The Backstop Is Not A Bailout

I heard a bunch of California Republicans yesterday talking about the effort to get the US Treasury to backstop state borrowing as a “bailout,” and the media has fallen for it, using phrases like “California is too big to fail” and other snickering.

This is ridiculous.

Let me explain this fairly clearly.  California will need to borrow billions of dollars to cover their cash flow issues, the same way they do every year.  Traditionally, the money comes in at different times then the money goes out, necessitating short-term borrowing.  Because of the state’s miserable credit rating, the interest rates that investors charge for this borrowing are ridiculously high.  Usually, banks guarantee those loans, but this year they are balking because of the severity of the state’s fiscal picture.  So the state has asked the Treasury to step in and guarantee the loans instead.

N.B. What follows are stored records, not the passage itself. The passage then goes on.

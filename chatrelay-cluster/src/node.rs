//! One running region
//!
//! Wires the registry, relay, dispatcher and lifecycle handler together and
//! owns the background tasks:
//! - channel ingress (Redis subscriber or in-process receiver)
//! - dispatch worker
//! - registry reaper

use std::sync::Arc;
use std::time::Duration;

use chatrelay_core::models::ConnectionFailurePolicy;
use chatrelay_core::{Config, RegionId};
use futures::future::join_all;
use tokio::sync::mpsc;
use tokio::task::JoinHandle;
use tokio_util::sync::CancellationToken;
use tracing::{info, warn};

use crate::dispatch::{DispatchStats, DispatchWorker, Dispatcher, HttpPushClient, PushClient};
use crate::error::Result;
use crate::events::RelayEnvelope;
use crate::lifecycle::LifecycleHandler;
use crate::registry::{
    ConnectionRegistry, InMemoryConnectionRegistry, RedisConnectionRegistry, RegistryReaper,
};
use crate::relay::{
    EventChannel, EventRelay, EventSubscriber, FanoutTopology, InMemoryEventChannel,
    RedisEventChannel,
};

/// Tunables shared by every region component
#[derive(Debug, Clone)]
pub struct NodeSettings {
    pub lease: Duration,
    pub reap_interval: Duration,
    pub failure_policy: ConnectionFailurePolicy,
    pub push_concurrency: usize,
    pub max_in_flight: usize,
    pub queue_capacity: usize,
}

impl NodeSettings {
    #[must_use]
    pub fn from_config(config: &Config) -> Self {
        Self {
            lease: config.lease(),
            reap_interval: config.reap_interval(),
            failure_policy: config.dispatcher.failure_policy,
            push_concurrency: config.dispatcher.push_concurrency,
            max_in_flight: config.dispatcher.max_in_flight,
            queue_capacity: config.dispatcher.queue_capacity,
        }
    }
}

impl Default for NodeSettings {
    fn default() -> Self {
        Self::from_config(&Config::default())
    }
}

/// Where this region's own channel is consumed from
pub enum ChannelIngress {
    /// Receiver paired with an [`InMemoryEventChannel`]
    InMemory(mpsc::Receiver<RelayEnvelope>),
    /// Redis Pub/Sub subscription
    Redis {
        redis_url: String,
        key_prefix: String,
        timeout: Duration,
    },
}

/// Everything a region needs, already constructed
pub struct RegionComponents {
    pub topology: FanoutTopology,
    pub registry: Arc<dyn ConnectionRegistry>,
    pub local_channel: Arc<dyn EventChannel>,
    pub ingress: ChannelIngress,
    pub peer_channels: Vec<Arc<dyn EventChannel>>,
    pub push: Arc<dyn PushClient>,
}

impl RegionComponents {
    /// Build components from configuration.
    ///
    /// With an empty Redis URL the region runs single-node: in-memory
    /// registry, in-process channel, and no peers.
    pub async fn from_config(config: &Config) -> Result<Self> {
        let region = config.region_id();
        let push: Arc<dyn PushClient> =
            Arc::new(HttpPushClient::new(&config.push.endpoint, config.push_timeout())?);

        if !config.redis_enabled() {
            warn!(region = %region, "Redis URL not provided, running in single-node mode");
            if !config.region.peers.is_empty() {
                warn!("Peer regions are ignored in single-node mode");
            }
            let (local, rx) =
                InMemoryEventChannel::new(region.clone(), config.dispatcher.queue_capacity);
            return Ok(Self {
                topology: FanoutTopology::single_region(region),
                registry: Arc::new(InMemoryConnectionRegistry::new()),
                local_channel: Arc::new(local),
                ingress: ChannelIngress::InMemory(rx),
                peer_channels: Vec::new(),
                push,
            });
        }

        let timeout = config.redis_timeout();
        let prefix = &config.redis.key_prefix;
        let topology = FanoutTopology::new(region.clone(), config.peer_region_ids())?;

        let registry =
            RedisConnectionRegistry::connect(&config.redis.url, prefix, timeout).await?;
        let local = RedisEventChannel::new(region, &config.redis.url, prefix, timeout)?;

        let mut peer_channels: Vec<Arc<dyn EventChannel>> = Vec::new();
        for peer in &config.region.peers {
            let channel = RedisEventChannel::new(
                RegionId::from_string(peer.name.clone()),
                &peer.redis_url,
                prefix,
                timeout,
            )?;
            peer_channels.push(Arc::new(channel));
        }

        Ok(Self {
            topology,
            registry: Arc::new(registry),
            local_channel: Arc::new(local),
            ingress: ChannelIngress::Redis {
                redis_url: config.redis.url.clone(),
                key_prefix: prefix.clone(),
                timeout,
            },
            peer_channels,
            push,
        })
    }
}

/// A started region
pub struct RegionNode {
    region: RegionId,
    registry: Arc<dyn ConnectionRegistry>,
    relay: Arc<EventRelay>,
    lifecycle: Arc<LifecycleHandler>,
    stats: Arc<DispatchStats>,
    cancel: CancellationToken,
    tasks: Vec<JoinHandle<()>>,
}

impl RegionNode {
    /// Build from configuration and start all background tasks
    pub async fn from_config(config: &Config) -> Result<Self> {
        let components = RegionComponents::from_config(config).await?;
        Self::start(components, NodeSettings::from_config(config))
    }

    /// Start a region from prebuilt components. Must be called inside a
    /// Tokio runtime.
    pub fn start(components: RegionComponents, settings: NodeSettings) -> Result<Self> {
        let RegionComponents {
            topology,
            registry,
            local_channel,
            ingress,
            peer_channels,
            push,
        } = components;
        let region = topology.origin().clone();
        let cancel = CancellationToken::new();

        let (dispatch_tx, dispatch_rx) = mpsc::channel(settings.queue_capacity.max(1));
        let relay = Arc::new(EventRelay::new(
            topology,
            local_channel,
            peer_channels,
            dispatch_tx,
        )?);

        let dispatcher = Arc::new(Dispatcher::new(
            region.clone(),
            Arc::clone(&registry),
            push,
            settings.failure_policy,
            settings.push_concurrency,
        ));
        let lifecycle = Arc::new(LifecycleHandler::new(
            Arc::clone(&registry),
            Arc::clone(&relay),
            settings.lease,
        ));

        let mut tasks = Vec::with_capacity(3);

        let worker = DispatchWorker::new(dispatcher, dispatch_rx, settings.max_in_flight);
        let stats = worker.stats();
        tasks.push(worker.spawn(cancel.child_token()));

        match ingress {
            ChannelIngress::InMemory(rx) => {
                tasks.push(relay.spawn_ingress(rx, cancel.child_token()));
            }
            ChannelIngress::Redis {
                redis_url,
                key_prefix,
                timeout,
            } => {
                let subscriber =
                    EventSubscriber::new(&redis_url, &key_prefix, Arc::clone(&relay), timeout)?;
                tasks.push(subscriber.spawn(cancel.child_token()));
            }
        }

        tasks.push(
            RegistryReaper::new(Arc::clone(&registry), settings.reap_interval)
                .spawn(cancel.child_token()),
        );

        info!(
            region = %region,
            edges = ?relay
                .topology()
                .edges()
                .map(|(from, to)| format!("{from}->{to}"))
                .collect::<Vec<_>>(),
            policy = %settings.failure_policy,
            "Region node started"
        );

        Ok(Self {
            region,
            registry,
            relay,
            lifecycle,
            stats,
            cancel,
            tasks,
        })
    }

    #[must_use]
    pub const fn region(&self) -> &RegionId {
        &self.region
    }

    #[must_use]
    pub const fn lifecycle(&self) -> &Arc<LifecycleHandler> {
        &self.lifecycle
    }

    #[must_use]
    pub const fn relay(&self) -> &Arc<EventRelay> {
        &self.relay
    }

    #[must_use]
    pub const fn registry(&self) -> &Arc<dyn ConnectionRegistry> {
        &self.registry
    }

    #[must_use]
    pub const fn dispatch_stats(&self) -> &Arc<DispatchStats> {
        &self.stats
    }

    /// Stop background tasks and wait for them to finish
    pub async fn shutdown(self) {
        info!(region = %self.region, "Shutting down region node");
        self.cancel.cancel();
        for result in join_all(self.tasks).await {
            if let Err(e) = result {
                warn!(error = %e, "Region task ended abnormally");
            }
        }
    }
}
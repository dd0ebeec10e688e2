//! Connection registry
//!
//! Per-region mapping from chat id to the connection ids currently joined to
//! it. Every entry carries a lease; an entry whose lease has passed is no
//! longer live and is never returned by [`ConnectionRegistry::list_live`],
//! whether or not a reaper has physically removed it yet.

mod memory;
mod reaper;
mod redis;

pub use memory::InMemoryConnectionRegistry;
pub use reaper::RegistryReaper;
pub use redis::RedisConnectionRegistry;

use std::time::Duration;

use async_trait::async_trait;
use chatrelay_core::{ChatId, ConnectionId};
use chrono::{DateTime, Utc};

use crate::error::Result;

/// Storage of live connections per chat.
///
/// Implementations must be safe for concurrent use by the lifecycle handler,
/// the dispatcher and the reaper. All failures surface as
/// `Error::RegistryUnavailable`.
#[cfg_attr(test, mockall::automock)]
#[async_trait]
pub trait ConnectionRegistry: Send + Sync {
    /// Insert the connection or extend its lease to `now + lease`.
    async fn upsert(
        &self,
        chat_id: &ChatId,
        connection_id: &ConnectionId,
        lease: Duration,
    ) -> Result<()>;

    /// Remove the connection. Removing an absent entry succeeds.
    async fn delete(&self, chat_id: &ChatId, connection_id: &ConnectionId) -> Result<()>;

    /// Connections of the chat whose lease is strictly in the future, sorted.
    async fn list_live(&self, chat_id: &ChatId) -> Result<Vec<ConnectionId>>;

    /// Physically remove expired entries. Returns how many were removed.
    async fn reap_expired(&self) -> Result<usize>;
}

/// Lease end for an entry written at `now`, saturating instead of
/// overflowing for absurd leases.
pub(crate) fn lease_expiry(now: DateTime<Utc>, lease: Duration) -> DateTime<Utc> {
    chrono::Duration::from_std(lease)
        .ok()
        .and_then(|lease| now.checked_add_signed(lease))
        .unwrap_or(DateTime::<Utc>::MAX_UTC)
}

This would cost the Treasury Department approximately $0.00 dollars to perform.  Providing loan guarantees simply means that you are insuring against default, which has never happened in the history of California.  Not through the Depression or at any other time.  What this would do is stop Wall Street from gouging the state with abnormally high interest rates, pure and simple.

Here are the words of an idiot:

Rep. Jerry Lewis (R-Redlands) predicted little sympathy for the Golden State on Capitol Hill. “I have the feeling that it’s going to be a long time before Washington decides that they’re going to ask Kansas or Wisconsin to help with California’s funding problem,” he said.

Nobody would be helping anybody.  The federal government would guarantee loans that California would pay back.  This is about lowering interest rates to make the price of short-term borrowing lower.

I understand that President Ford rejected these types of loan guarantees for New York City in the 1970s.  But later he approved them.  By the way, after that so-called “bailout,” every single dollar was repaid by the city of New York.  How on earth could this be characterized as a bailout?  

The Ford Administration, under the direction of Treasury Secretary William Simon, imposed certain conditions on the loan guarantees (which will actually delivered directly by Treasury, so this is somewhat different).  That could also happen here, and the Shock Doctrine possibilities are not pleasing.  Still and all, this savings (which would only represent about $1 billion dollars in all, 1/20 of the current deficit) would not cost the federal government one red cent and thus shouldn’t be used to cram down California in a punitive way.  The possibility exists, but it’s worth the risk.

UPDATE: Presumably because reporters still don’t understand this, Tim Geithner gave an answer today to a question no state was really asking which is being spun as the end of this option, when he plainly states its possibility.

Treasury Secretary Timothy Geithner said the U.S.’s $700 billion financial rescue package can’t be used to aid cities and states facing budget crises.

The law “does not appear to us to provide a viable way of responding to that challenge,” Geithner told a House Appropriations subcommittee in Washington today. Among the hurdles: Money from the Troubled Asset Relief Program is reserved for financial companies, he said.

The Treasury chief said he will work with Congress to help states such as California that have been battered by the credit crunch and are struggling to arrange backing for municipal bonds and short-term debt.

He added that cities and states need to “get deficits down” to aid their credit worthiness, but absolutely did not take the option off the table.

32 thoughts on “The Backstop Is Not A Bailout”

  1. The byline in the article linked above says that “the Golden State’s financial mess is another matter” compared to New York in 1975.  But Robin Abcarian never explains how it’s different.  Would love to hear the differences between the two.  Thanks.

  2. I can totally see Obama agreeing with Issa’s point and not wanting to give anything seen as a bailout to CA for fear of offending the Midwestern states he wants to keep in his column in 2012.

  3. “Still and all, this savings (which would only represent about $1 billion dollars in all, 1/20 of the current deficit) would not cost the federal government one red cent and thus shouldn’t be used to cram down California in a punitive way.”

    This is a particularly naive way of looking at the situation.  Past performance is no guarantee of future performance.  There is a non-zero probability that California will default in the future.  As such, the federal backstop to guarantee any CA debt does have a cost, when both possible outcomes (CA default and CA non-default) are considered.  The exact number associated with that cost is debatable and varies primarily based upon your personal assessment of the likelihood of a California bankruptcy.  

    Asking the feds to guarantee our debt is wildly unfair to states that have lived within their means and don’t need subsidized interest rates.  

    As a California resident, I will personally write to my federal representatives asking them to NOT backstop any California debt.  At some point, we must spend only current income.